Sin hogar, pero evaluación de viviendas: la cara de la ingeniería después del terremoto en Venezuela
Bárbara Egelvis Maja Caracas. Cuando Betsy Gutiérrez se calza las botas y se pone su chaleco amarillo y su casco blanco de ingeniería para inspeccionar los cimientos de los edificios dañados por los dos terremotos que azotaron el norte de Venezuela, no sólo lleva consigo las herramientas y responsabilidades de su profesión; También sufrió la peor parte del derrumbe de su propio techo el 24 de junio.
Como él, cientos de ingenieros civiles o mecánicos, arquitectos, patólogos estructurales, capataces de obras, electricistas, gasistas, bomberos, agentes de protección civil y hasta estudiantes pararon sus proyectos personales para formar brigadas de inspección voluntaria.
Juntos, y en coordinación con el Colegio de Ingenieros (CIV) y la Comisión Presidencial para la Vivienda y la Vivienda, mapearon los daños estructurales remanentes de los sismos de magnitud 7,2 y 7,5, aunque la NASA, con base en imágenes satelitales, indicó que los temblores pudieron haber dañado o deteriorado la zona 7058. Venezuela.
"Es una manera de devolverle a mi país mis conocimientos; de apoyar a mi país para ayudar a reconstruir la Guaira, que tanto amo, la amo tanto", dijo Gutiérrez, quien vive en la ciudad de Macuto, en el estado costero de La Guerra, donde más de 5.000 personas murieron en el terremoto.
Estaba paseando con su marido y sus dos hijos cuando se produjo el terremoto y al llegar a casa la realidad la golpeó de lleno: la casa de la que se enamoró hace 16 años, cuando dejó su natal Bolívar (Sur) para echar raíces allí, quedó reducida a escombros.
"Fue una semana muy difícil, muy triste porque no sólo perdí mi casa, perdí amigos, amigos muy queridos que consideraba familia", recordó Gutiérrez. "Ni uno más después de eso, uno quebró y aunque estoy quebrado mi motivación es ayudar a la gente", dijo Zoralo, el ingeniero que simultáneamente busca ayuda a través de un GoFundMe, mientras se refugia en la casa de un amigo en La Guerra y realiza trabajos de inspección en la vecina Caracas.
voluntario
Mientras caminan por las calles de San Bernardino, una de las ciudades más afectadas por el terremoto en la capital venezolana, decenas de ciudadanos se le acercan: algunos le preguntan cuándo llegará la inspección a sus casas y otros le informan puntos importantes pendientes de valoración.
Llegan a una casa designada y una mujer saluda al grupo con recelo: "¿Por qué tiene que venir tanta gente a ver la casa?" Finalmente, sólo una parte del grupo entra a la casa y la inspección finaliza con una etiqueta verde.

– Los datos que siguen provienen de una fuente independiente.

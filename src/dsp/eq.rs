//! Parametric EQ stage
//!
//! Cascades one biquad per band per channel. Bands run in list order.

use serde::{Deserialize, Serialize};

use super::biquad::{Biquad, FilterDesign, FilterType};
use super::Effect;
use crate::engine::PcmBuffer;
use crate::error::{Result, TonearmError};

/// Maximum number of EQ bands in one stage
pub const MAX_BANDS: usize = 16;

/// Single EQ band configuration
#[derive(Debug, Clone, PartialEq, Serialize, Deserialize)]
pub struct EqBand {
    /// Filter type
    #[serde(rename = "type")]
    pub filter_type: FilterType,
    /// Center/corner frequency in Hz (20-20000)
    pub frequency: f64,
    /// Gain in dB (-24 to +24)
    pub gain_db: f64,
    /// Q factor (0.1 to 10.0)
    #[serde(default = "default_q")]
    pub q: f64,
    /// Whether this band is enabled
    #[serde(default = "default_enabled")]
    pub enabled: bool,
}

fn default_q() -> f64 {
    0.707
}

fn default_enabled() -> bool {
    true
}

impl EqBand {
    /// Create a new EQ band with the specified parameters
    pub fn new(filter_type: FilterType, frequency: f64, gain_db: f64, q: f64) -> Self {
        Self {
            filter_type,
            frequency,
            gain_db,
            q,
            enabled: true,
        }
    }

    /// Create a peaking band
    pub fn peaking(frequency: f64, gain_db: f64, q: f64) -> Self {
        Self::new(FilterType::Peaking, frequency, gain_db, q)
    }

    /// Create a low shelf band
    pub fn low_shelf(frequency: f64, gain_db: f64, q: f64) -> Self {
        Self::new(FilterType::LowShelf, frequency, gain_db, q)
    }

    /// Create a high shelf band
    pub fn high_shelf(frequency: f64, gain_db: f64, q: f64) -> Self {
        Self::new(FilterType::HighShelf, frequency, gain_db, q)
    }

    fn design(&self, sample_rate: u32) -> FilterDesign {
        FilterDesign {
            frequency: self.frequency,
            gain_db: self.gain_db,
            q: self.q,
            sample_rate,
        }
    }

    /// Validate band parameters against the target sample rate
    pub fn validate(&self, sample_rate: u32) -> Result<()> {
        if !(20.0..=20_000.0).contains(&self.frequency) {
            return Err(TonearmError::unsupported(
                "frequency",
                self.frequency,
                "20-20000 Hz",
            ));
        }
        if !(-24.0..=24.0).contains(&self.gain_db) {
            return Err(TonearmError::unsupported(
                "gain_db",
                self.gain_db,
                "-24 to +24 dB",
            ));
        }
        if !(0.1..=10.0).contains(&self.q) {
            return Err(TonearmError::unsupported("q", self.q, "0.1 to 10.0"));
        }
        self.design(sample_rate).validate()
    }
}

/// Parametric EQ with per-channel filter state
#[derive(Debug, Clone)]
pub struct ParametricEq {
    /// filters[band][channel]
    filters: Vec<Vec<Biquad>>,
}

impl ParametricEq {
    /// Build the EQ for a sample rate and channel count
    ///
    /// Disabled bands are dropped; enabled bands are validated and designed
    /// once here.
    pub fn new(bands: &[EqBand], sample_rate: u32, channels: u32) -> Result<Self> {
        if bands.len() > MAX_BANDS {
            return Err(TonearmError::unsupported(
                "bands",
                bands.len(),
                format!("0-{} bands", MAX_BANDS),
            ));
        }

        let mut filters = Vec::with_capacity(bands.len());
        for band in bands.iter().filter(|b| b.enabled) {
            band.validate(sample_rate)?;
            let filter = Biquad::new(band.filter_type, band.design(sample_rate))?;
            filters.push(vec![filter; channels as usize]);
        }

        Ok(Self { filters })
    }

    /// Number of active bands
    pub fn active_bands(&self) -> usize {
        self.filters.len()
    }
}

impl Effect for ParametricEq {
    fn process(&mut self, buffer: &mut PcmBuffer) {
        for band in &mut self.filters {
            for (filter, channel) in band.iter_mut().zip(buffer.iter_channels_mut()) {
                filter.process_block(channel);
            }
        }
    }

    fn reset(&mut self) {
        for filter in self.filters.iter_mut().flatten() {
            filter.reset();
        }
    }

    fn effect_type(&self) -> &'static str {
        "eq"
    }

    fn display_name(&self) -> &'static str {
        "Parametric EQ"
    }
}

La evaluación se guía por un sistema de semáforo: verde significa habitabilidad; Amarillo, daño moderado con precaución; y rojo, estructuras que han sufrido graves daños y se encuentran en alto riesgo. Esta calificación es proporcionada por una aplicación desarrollada por CIV en colaboración con la diáspora venezolana y universidades locales y está inspirada en la experiencia internacional.
Es realizado por ingenieros registrados que responden un cuestionario de preguntas técnicas de acuerdo a lo que observan en la estructura. Más de 200 brigadas han sido capacitadas para evaluar, además de las condiciones estructurales, tuberías de gas, agua, electricidad y ascensores, explicó a Efe Claudio Tranquilini, otro ingeniero jefe de la brigada, desde La Candelaria, barrio de San Bernardino.
Valoración "Primero, dentro del área que nos corresponde del edificio que vamos a visitar, nos paramos al frente y miramos hacia adelante (…) si la fachada no presenta peligro, ingresamos al edificio" y "vamos a buscar pisos críticos", explica Tranquilini, quien llegó a Caracas, en el norte del país de Isla de Margarita.
Entonces, van piso por piso, apartamento por apartamento. Primero observan los pilares y los lugares donde están agrietados o rotos, martillan o pelan los que estén a punto de soltarse y miden el tamaño de las grietas.
Evalúan si las vigas se han comprometido o chocado con los edificios circundantes o si han doblado algún acero reforzado, ya que esto revelaría un peligro. Desde el 8 de julio, Caracas ha promediado entre 300 y 400 inspecciones diarias, excluyendo el municipio de Chacao, donde 157 estructuras están clasificadas como amarillas y 31 como rojas, según inspecciones de la alcaldía.
Mientras el CIV intenta moverse rápidamente y al mismo tiempo capacitar a las brigadas para expandirse, planea visitar las casas que se encuentran en La Guerra, donde Betzi quiere más ayuda.
Los datos y mapas de impacto estarán disponibles públicamente.